Task input:
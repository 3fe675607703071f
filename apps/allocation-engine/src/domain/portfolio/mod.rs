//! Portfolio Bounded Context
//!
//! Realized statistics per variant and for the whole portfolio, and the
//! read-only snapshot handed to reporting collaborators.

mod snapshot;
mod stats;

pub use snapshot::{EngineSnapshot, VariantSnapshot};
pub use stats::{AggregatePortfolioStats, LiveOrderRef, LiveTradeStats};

What the task requires:
Only the lines from the one bearing "filename apps/allocation-engine/src/domain/portfolio/mod.rs" through the end of the entries above belong in the answer, each one exactly as given.

Task output:
filename apps/allocation-engine/src/domain/portfolio/mod.rs
//! Portfolio Bounded Context
//!
//! Realized statistics per variant and for the whole portfolio, and the
//! read-only snapshot handed to reporting collaborators.

mod snapshot;
mod stats;

pub use snapshot::{EngineSnapshot, VariantSnapshot};
pub use stats::{AggregatePortfolioStats, LiveOrderRef, LiveTradeStats};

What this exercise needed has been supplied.